Exercise:
The line containing "fn filespec(out: &TempDir)" marks the end: quote every line from the start of the records below through it, word for word.

Data shown:
--

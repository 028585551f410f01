//! On-disk formats: length-prefixed record files for intermediate data
//! and tab-separated text for result files.

pub mod lines;
pub mod writelog;
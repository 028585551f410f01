//! End-to-end word count scenarios exercising the whole engine: splits,
//! both intermediate stores, the combiner, partitioning, counters and the
//! results iterator.

use std::collections::HashMap;
use std::fs;
use std::io::Write;
use std::path::{Path, PathBuf};

use hostmr::*;
use rand::rngs::StdRng;
use rand::{Rng, SeedableRng};
use tempfile::TempDir;

fn init_logging() {
    let _ = env_logger::builder().is_test(true).try_init();
}

#[derive(Clone, Copy)]
struct WordCountMap;

impl MapTask for WordCountMap {
    type Key = CaselessKey;
    type Value = u64;

    fn map(&self, em: &mut MapEmitter<CaselessKey, u64>, _split: &Split, data: &[u8]) -> Result<()> {
        for word in data
            .split(|b| !b.is_ascii_alphanumeric())
            .filter(|w| !w.is_empty())
        {
            em.emit(CaselessKey::from_bytes(word), 1);
        }
        Ok(())
    }
}

#[derive(Clone, Copy)]
struct WordCountReduce;

impl ReduceTask<CaselessKey, u64> for WordCountReduce {
    type OutputKey = CaselessKey;
    type OutputValue = u64;

    fn reduce(
        &self,
        em: &mut ReduceEmitter<CaselessKey, u64>,
        group: MultiRecord<CaselessKey, u64>,
    ) -> Result<()> {
        let (key, values) = group.into_parts();
        em.emit(key, values.iter().sum());
        Ok(())
    }
}

#[derive(Clone, Copy)]
struct SumCombiner;

impl Combiner<CaselessKey, u64> for SumCombiner {
    fn combine(&self, _key: &CaselessKey, values: &mut Vec<u64>) {
        let total = values.iter().sum();
        values.clear();
        values.push(total);
    }
}

fn write_file(dir: &Path, name: &str, contents: &str) -> PathBuf {
    let path = dir.join(name);
    fs::File::create(&path)
        .unwrap()
        .write_all(contents.as_bytes())
        .unwrap();
    path
}

fn filespec(out: &TempDir) -> String {
    format!("{}/wc_", out.path().display())
}

fn collect_totals(job_pairs: impl Iterator<Item = Result<Record<CaselessKey, u64>>>) -> HashMap<String, u64> {
    let mut totals = HashMap::new();
    for pair in job_pairs {
        let pair = pair.unwrap();
        *totals.entry(pair.key.to_string()).or_insert(0) += pair.value;
    }
    totals
}

fn expected_totals(text: &str) -> HashMap<String, u64> {
    let mut totals = HashMap::new();
    for word in text
        .split(|c: char| !c.is_ascii_alphanumeric())
        .filter(|w| !w.is_empty())
    {
        *totals.entry(word.to_ascii_lowercase()).or_insert(0) += 1;
    }
    totals
}

#[test]
fn single_file_single_partition() {
    init_logging();
    let input = tempfile::tempdir().unwrap();
    let output = tempfile::tempdir().unwrap();
    write_file(input.path(), "fox.txt", "the quick brown fox\nthe lazy dog\n");

    let spec = Specification::new(input.path())
        .set_concurrency(1, 1)
        .set_output_filespec(filespec(&output));
    let mut results = Results::default();
    let job = run(WordCountMap, WordCountReduce, spec, &mut results).unwrap();

    assert_eq!(job.state(), State::Done);
    assert_eq!(results.counters.map_keys_executed, 1);
    assert_eq!(results.counters.map_keys_completed, 1);
    assert_eq!(results.counters.map_key_errors, 0);
    assert_eq!(results.counters.reduce_keys_executed, 6);
    assert_eq!(results.counters.num_result_files, 1);
    assert_eq!(results.counters.actual_map_tasks, 1);
    assert_eq!(results.map_times.len(), 1);
    assert_eq!(results.reduce_times.len(), 6);

    // a single partition yields one globally sorted result file
    let pairs: Vec<(String, u64)> = job
        .results_iter()
        .unwrap()
        .map(|p| {
            let p = p.unwrap();
            (p.key.to_string(), p.value)
        })
        .collect();
    assert_eq!(
        pairs,
        vec![
            ("brown".to_string(), 1),
            ("dog".to_string(), 1),
            ("fox".to_string(), 1),
            ("lazy".to_string(), 1),
            ("quick".to_string(), 1),
            ("the".to_string(), 2)
        ]
    );

    // the iterator restarts from the beginning
    assert_eq!(job.results_iter().unwrap().count(), 6);
}

#[test]
fn case_insensitive_totals_across_two_partitions() {
    init_logging();
    let input = tempfile::tempdir().unwrap();
    let output = tempfile::tempdir().unwrap();
    write_file(input.path(), "one.txt", "a a b");
    write_file(input.path(), "two.txt", "B c");

    let spec = Specification::new(input.path())
        .set_concurrency(2, 2)
        .set_output_filespec(filespec(&output));
    let mut results = Results::default();
    let job = run(WordCountMap, WordCountReduce, spec, &mut results).unwrap();

    let totals = collect_totals(job.results_iter().unwrap());
    let expected: HashMap<String, u64> =
        [("a".to_string(), 2), ("b".to_string(), 2), ("c".to_string(), 1)]
            .into_iter()
            .collect();
    assert_eq!(totals, expected);

    // every key sits in the partition its hash assigns
    for partition in 0..2 {
        let path = PathBuf::from(format!("{}{}", job.specification().output_filespec, partition));
        if !path.exists() {
            continue;
        }
        for line in fs::read_to_string(&path).unwrap().lines() {
            let key = line.split('\t').next().unwrap();
            assert_eq!(hash_partition(&CaselessKey::from(key), 2), partition);
        }
    }
}

#[test]
fn multi_split_disk_store_job() {
    init_logging();
    let input = tempfile::tempdir().unwrap();
    let output = tempfile::tempdir().unwrap();

    const VOCAB: &[&str] = &[
        "alpha", "Beta", "gamma", "DELTA", "epsilon", "zeta", "Eta", "theta",
    ];
    let mut rng = StdRng::seed_from_u64(42);
    let mut text = String::new();
    while text.len() < 3 * 1024 * 1024 {
        for _ in 0..10 {
            text.push_str(VOCAB[rng.gen_range(0..VOCAB.len())]);
            text.push(' ');
        }
        text.push('\n');
    }
    write_file(input.path(), "big.txt", &text);

    let spec = Specification::new(input.path())
        .set_concurrency(0, 2)
        .set_max_file_segment_size(256 * 1024)
        .set_sort_run_size(10_000)
        .set_output_filespec(filespec(&output));
    let datasource = DirectorySource::new(&spec).unwrap();
    let mut job: Job<WordCountMap, WordCountReduce, NullCombiner, DirectorySource, LocalDisk<CaselessKey, u64>> =
        Job::new(WordCountMap, WordCountReduce, NullCombiner, datasource, spec).unwrap();
    let mut results = Results::default();
    job.run::<CpuParallel>(&mut results).unwrap();

    assert!(results.counters.map_keys_executed >= 10);
    assert_eq!(
        results.counters.map_keys_executed,
        results.counters.map_keys_completed + results.counters.map_key_errors
    );
    assert_eq!(results.counters.map_key_errors, 0);

    assert_eq!(collect_totals(job.results_iter().unwrap()), expected_totals(&text));

    // keys ascend within each partition's result file
    for partition in 0..2 {
        let path = PathBuf::from(format!("{}{}", job.specification().output_filespec, partition));
        let contents = fs::read_to_string(&path).unwrap();
        let keys: Vec<CaselessKey> = contents
            .lines()
            .map(|l| CaselessKey::from(l.split('\t').next().unwrap()))
            .collect();
        assert!(keys.windows(2).all(|w| w[0] <= w[1]));
    }
}

#[test]
fn final_record_without_newline_is_counted() {
    init_logging();
    let input = tempfile::tempdir().unwrap();
    let output = tempfile::tempdir().unwrap();
    write_file(input.path(), "f.txt", "one two\nthree");

    let spec = Specification::new(input.path()).set_output_filespec(filespec(&output));
    let mut results = Results::default();
    let job = run(WordCountMap, WordCountReduce, spec, &mut results).unwrap();

    let totals = collect_totals(job.results_iter().unwrap());
    assert_eq!(totals.get("three"), Some(&1));
}

#[test]
fn shrunken_file_counts_a_map_error_but_the_job_succeeds() {
    init_logging();
    let input = tempfile::tempdir().unwrap();
    let output = tempfile::tempdir().unwrap();
    write_file(input.path(), "good.txt", "safe words here\n");
    let victim = write_file(input.path(), "bad.txt", "doomed words in this file\n");

    let spec = Specification::new(input.path())
        .set_concurrency(1, 1)
        .set_output_filespec(filespec(&output));
    let datasource = DirectorySource::new(&spec).unwrap();
    // shrink after enumeration so the split outlives its bytes
    fs::File::create(&victim).unwrap().write_all(b"d\n").unwrap();

    let mut job: Job<WordCountMap, WordCountReduce> =
        Job::new(WordCountMap, WordCountReduce, NullCombiner, datasource, spec).unwrap();
    let mut results = Results::default();
    job.run::<CpuParallel>(&mut results).unwrap();

    assert_eq!(job.state(), State::Done);
    assert!(results.counters.map_key_errors >= 1);
    assert!(results.counters.map_keys_completed >= 1);
    assert_eq!(
        results.counters.map_keys_executed,
        results.counters.map_keys_completed + results.counters.map_key_errors
    );

    let totals = collect_totals(job.results_iter().unwrap());
    assert_eq!(totals.get("safe"), Some(&1));
    assert_eq!(totals.get("doomed"), None);
}

#[test]
fn combiner_and_null_combiner_agree() {
    init_logging();
    let input = tempfile::tempdir().unwrap();
    write_file(
        input.path(),
        "f.txt",
        "to be or not to be that is the question\nwhether tis nobler to suffer\n",
    );

    let mut outputs = Vec::new();
    for combined in [false, true] {
        let output = tempfile::tempdir().unwrap();
        let spec = Specification::new(input.path())
            .set_concurrency(2, 2)
            .set_combine_threshold(4)
            .set_sort_run_size(8)
            .set_output_filespec(filespec(&output));
        let datasource = DirectorySource::new(&spec).unwrap();
        let mut results = Results::default();
        let filespec = spec.output_filespec.clone();
        if combined {
            let mut job: Job<WordCountMap, WordCountReduce, SumCombiner, DirectorySource, LocalDisk<CaselessKey, u64>> =
                Job::new(WordCountMap, WordCountReduce, SumCombiner, datasource, spec).unwrap();
            job.run::<CpuParallel>(&mut results).unwrap();
        } else {
            let mut job: Job<WordCountMap, WordCountReduce, NullCombiner, DirectorySource, LocalDisk<CaselessKey, u64>> =
                Job::new(WordCountMap, WordCountReduce, NullCombiner, datasource, spec).unwrap();
            job.run::<CpuParallel>(&mut results).unwrap();
        }
        let mut files = Vec::new();
        for partition in 0..2 {
            let path = PathBuf::from(format!("{filespec}{partition}"));
            files.push(fs::read(&path).unwrap_or_default());
        }
        outputs.push(files);
    }
    assert_eq!(outputs[0], outputs[1]);
}

/// Fails every group whose key is exactly "bad"; sums the rest.
#[derive(Clone, Copy)]
struct FlakyReduce;

impl ReduceTask<CaselessKey, u64> for FlakyReduce {
    type OutputKey = CaselessKey;
    type OutputValue = u64;

    fn reduce(
        &self,
        em: &mut ReduceEmitter<CaselessKey, u64>,
        group: MultiRecord<CaselessKey, u64>,
    ) -> Result<()> {
        let (key, values) = group.into_parts();
        if key.as_bytes().eq_ignore_ascii_case(b"bad") {
            return Err(Error::task("cannot reduce this key"));
        }
        em.emit(key, values.iter().sum());
        Ok(())
    }
}

#[test]
fn failing_reduce_key_is_counted_and_skipped() {
    init_logging();
    let input = tempfile::tempdir().unwrap();
    let output = tempfile::tempdir().unwrap();
    write_file(input.path(), "f.txt", "good bad good\n");

    let spec = Specification::new(input.path()).set_output_filespec(filespec(&output));
    let mut results = Results::default();
    let job = run(WordCountMap, FlakyReduce, spec, &mut results).unwrap();

    assert_eq!(job.state(), State::Done);
    assert_eq!(results.counters.reduce_keys_executed, 2);
    assert_eq!(results.counters.reduce_key_errors, 1);
    assert_eq!(results.counters.reduce_keys_completed, 1);

    let totals = collect_totals(job.results_iter().unwrap());
    assert_eq!(totals.get("good"), Some(&2));
    assert_eq!(totals.get("bad"), None);
}

#[test]
fn empty_input_directory_completes_with_zero_counters() {
    init_logging();
    let input = tempfile::tempdir().unwrap();
    let output = tempfile::tempdir().unwrap();

    let spec = Specification::new(input.path()).set_output_filespec(filespec(&output));
    let mut results = Results::default();
    let job = run(WordCountMap, WordCountReduce, spec, &mut results).unwrap();

    assert_eq!(job.state(), State::Done);
    assert_eq!(results.counters, Counters::default());
    assert_eq!(job.results_iter().unwrap().count(), 0);
}

#[test]
fn sequential_policy_reports_one_worker() {
    init_logging();
    let input = tempfile::tempdir().unwrap();
    let output = tempfile::tempdir().unwrap();
    write_file(input.path(), "f.txt", "one two three\n");

    let spec = Specification::new(input.path()).set_output_filespec(filespec(&output));
    let datasource = DirectorySource::new(&spec).unwrap();
    let mut job: Job<WordCountMap, WordCountReduce> =
        Job::new(WordCountMap, WordCountReduce, NullCombiner, datasource, spec).unwrap();
    let mut results = Results::default();
    job.run::<Sequential>(&mut results).unwrap();

    assert_eq!(results.counters.actual_map_tasks, 1);
    assert_eq!(results.counters.actual_reduce_tasks, 1);
    assert_eq!(collect_totals(job.results_iter().unwrap()).len(), 3);
}

#[test]
fn job_lifecycle_is_guarded() {
    init_logging();
    let input = tempfile::tempdir().unwrap();
    let output = tempfile::tempdir().unwrap();
    write_file(input.path(), "f.txt", "word\n");

    let spec = Specification::new(input.path()).set_output_filespec(filespec(&output));
    let datasource = DirectorySource::new(&spec).unwrap();
    let mut job: Job<WordCountMap, WordCountReduce> =
        Job::new(WordCountMap, WordCountReduce, NullCombiner, datasource, spec).unwrap();

    // no results before the job ran
    assert!(matches!(job.results_iter(), Err(Error::InvalidState(_))));

    let mut results = Results::default();
    job.run::<CpuParallel>(&mut results).unwrap();
    assert!(job.results_iter().is_ok());

    // a job runs once
    assert!(matches!(
        job.run::<CpuParallel>(&mut Results::default()),
        Err(Error::InvalidState(_))
    ));
}

#[test]
fn invalid_specifications_fail_at_construction() {
    init_logging();
    let input = tempfile::tempdir().unwrap();
    let spec = Specification::new(input.path()).set_concurrency(1, 0);
    let datasource = DirectorySource::new(&spec).unwrap();
    let job: Result<Job<WordCountMap, WordCountReduce>> =
        Job::new(WordCountMap, WordCountReduce, NullCombiner, datasource, spec);
    assert!(matches!(job, Err(Error::InvalidSpecification(_))));
}
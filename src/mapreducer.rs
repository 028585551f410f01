//! The task traits a mapreduce job is parameterized over, and the
//! default key partitioner.

use std::collections::hash_map::DefaultHasher;
use std::fmt::Display;
use std::hash::{Hash, Hasher};
use std::str::FromStr;

use serde::de::DeserializeOwned;
use serde::Serialize;

use crate::error::Result;
use crate::record_types::{MapEmitter, MultiRecord, ReduceEmitter};
use crate::datasource::Split;

/// Capabilities the engine needs of an intermediate key: ordering for the
/// shuffle, hashing for partition assignment, serde for disk spills.
pub trait MapKey: Ord + Hash + Clone + Send + Serialize + DeserializeOwned + 'static {}
impl<T: Ord + Hash + Clone + Send + Serialize + DeserializeOwned + 'static> MapKey for T {}

/// Capabilities the engine needs of an intermediate value.
pub trait MapValue: Send + Serialize + DeserializeOwned + 'static {}
impl<T: Send + Serialize + DeserializeOwned + 'static> MapValue for T {}

/// Capabilities of a final key: result files are text, written through
/// `Display` and parsed back through `FromStr`.
pub trait ReduceKey: Display + FromStr + Send + 'static {}
impl<T: Display + FromStr + Send + 'static> ReduceKey for T {}

/// Capabilities of a final value.
pub trait ReduceValue: Display + FromStr + Send + 'static {}
impl<T: Display + FromStr + Send + 'static> ReduceValue for T {}

/// Assigns a key to a partition: `hash(key) % partitions`. Deterministic
/// within a process run; every pair with the same key lands in the same
/// partition.
pub fn hash_partition<K: Hash>(key: &K, partitions: usize) -> usize {
    let mut h = DefaultHasher::new();
    key.hash(&mut h);
    (h.finish() % partitions as u64) as usize
}

/// A user map function. Shared by reference across map workers.
///
/// The engine materializes each split as a contiguous read-only buffer and
/// calls `map` once per split. Returning `Err` marks the split as a failed
/// map key; the job counts it and continues.
pub trait MapTask: Send + Sync {
    type Key: MapKey;
    type Value: MapValue;

    fn map(
        &self,
        em: &mut MapEmitter<Self::Key, Self::Value>,
        split: &Split,
        data: &[u8],
    ) -> Result<()>;
}

/// A user reduce function over one key group. Shared by reference across
/// reduce workers. Returning `Err` marks the key as a failed reduce key;
/// the job counts it and continues.
pub trait ReduceTask<K: MapKey, V: MapValue>: Send + Sync {
    type OutputKey: ReduceKey;
    type OutputValue: ReduceValue;

    fn reduce(
        &self,
        em: &mut ReduceEmitter<Self::OutputKey, Self::OutputValue>,
        group: MultiRecord<K, V>,
    ) -> Result<()>;
}

/// A user combine function: collapses the values of one key group in
/// place on the map side. Must be associative and commutative with
/// respect to the reduce task; the engine may call it zero or more times
/// for any group.
pub trait Combiner<K, V>: Send + Sync {
    fn combine(&self, key: &K, values: &mut Vec<V>);
}

/// The identity combiner.
#[derive(Clone, Copy, Debug, Default)]
pub struct NullCombiner;

impl<K, V> Combiner<K, V> for NullCombiner {
    fn combine(&self, _key: &K, _values: &mut Vec<V>) {}
}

--

Answer area:
repository 028585551f410f01
//! On-disk formats: length-prefixed record files for intermediate data
//! and tab-separated text for result files.

pub mod lines;
pub mod writelog;
repository 028585551f410f01
//! End-to-end word count scenarios exercising the whole engine: splits,
//! both intermediate stores, the combiner, partitioning, counters and the
//! results iterator.

use std::collections::HashMap;
use std::fs;
use std::io::Write;
use std::path::{Path, PathBuf};

use hostmr::*;
use rand::rngs::StdRng;
use rand::{Rng, SeedableRng};
use tempfile::TempDir;

fn init_logging() {
    let _ = env_logger::builder().is_test(true).try_init();
}

#[derive(Clone, Copy)]
struct WordCountMap;

impl MapTask for WordCountMap {
    type Key = CaselessKey;
    type Value = u64;

    fn map(&self, em: &mut MapEmitter<CaselessKey, u64>, _split: &Split, data: &[u8]) -> Result<()> {
        for word in data
            .split(|b| !b.is_ascii_alphanumeric())
            .filter(|w| !w.is_empty())
        {
            em.emit(CaselessKey::from_bytes(word), 1);
        }
        Ok(())
    }
}

#[derive(Clone, Copy)]
struct WordCountReduce;

impl ReduceTask<CaselessKey, u64> for WordCountReduce {
    type OutputKey = CaselessKey;
    type OutputValue = u64;

    fn reduce(
        &self,
        em: &mut ReduceEmitter<CaselessKey, u64>,
        group: MultiRecord<CaselessKey, u64>,
    ) -> Result<()> {
        let (key, values) = group.into_parts();
        em.emit(key, values.iter().sum());
        Ok(())
    }
}

#[derive(Clone, Copy)]
struct SumCombiner;

impl Combiner<CaselessKey, u64> for SumCombiner {
    fn combine(&self, _key: &CaselessKey, values: &mut Vec<u64>) {
        let total = values.iter().sum();
        values.clear();
        values.push(total);
    }
}

fn write_file(dir: &Path, name: &str, contents: &str) -> PathBuf {
    let path = dir.join(name);
    fs::File::create(&path)
        .unwrap()
        .write_all(contents.as_bytes())
        .unwrap();
    path
}

fn filespec(out: &TempDir) -> String {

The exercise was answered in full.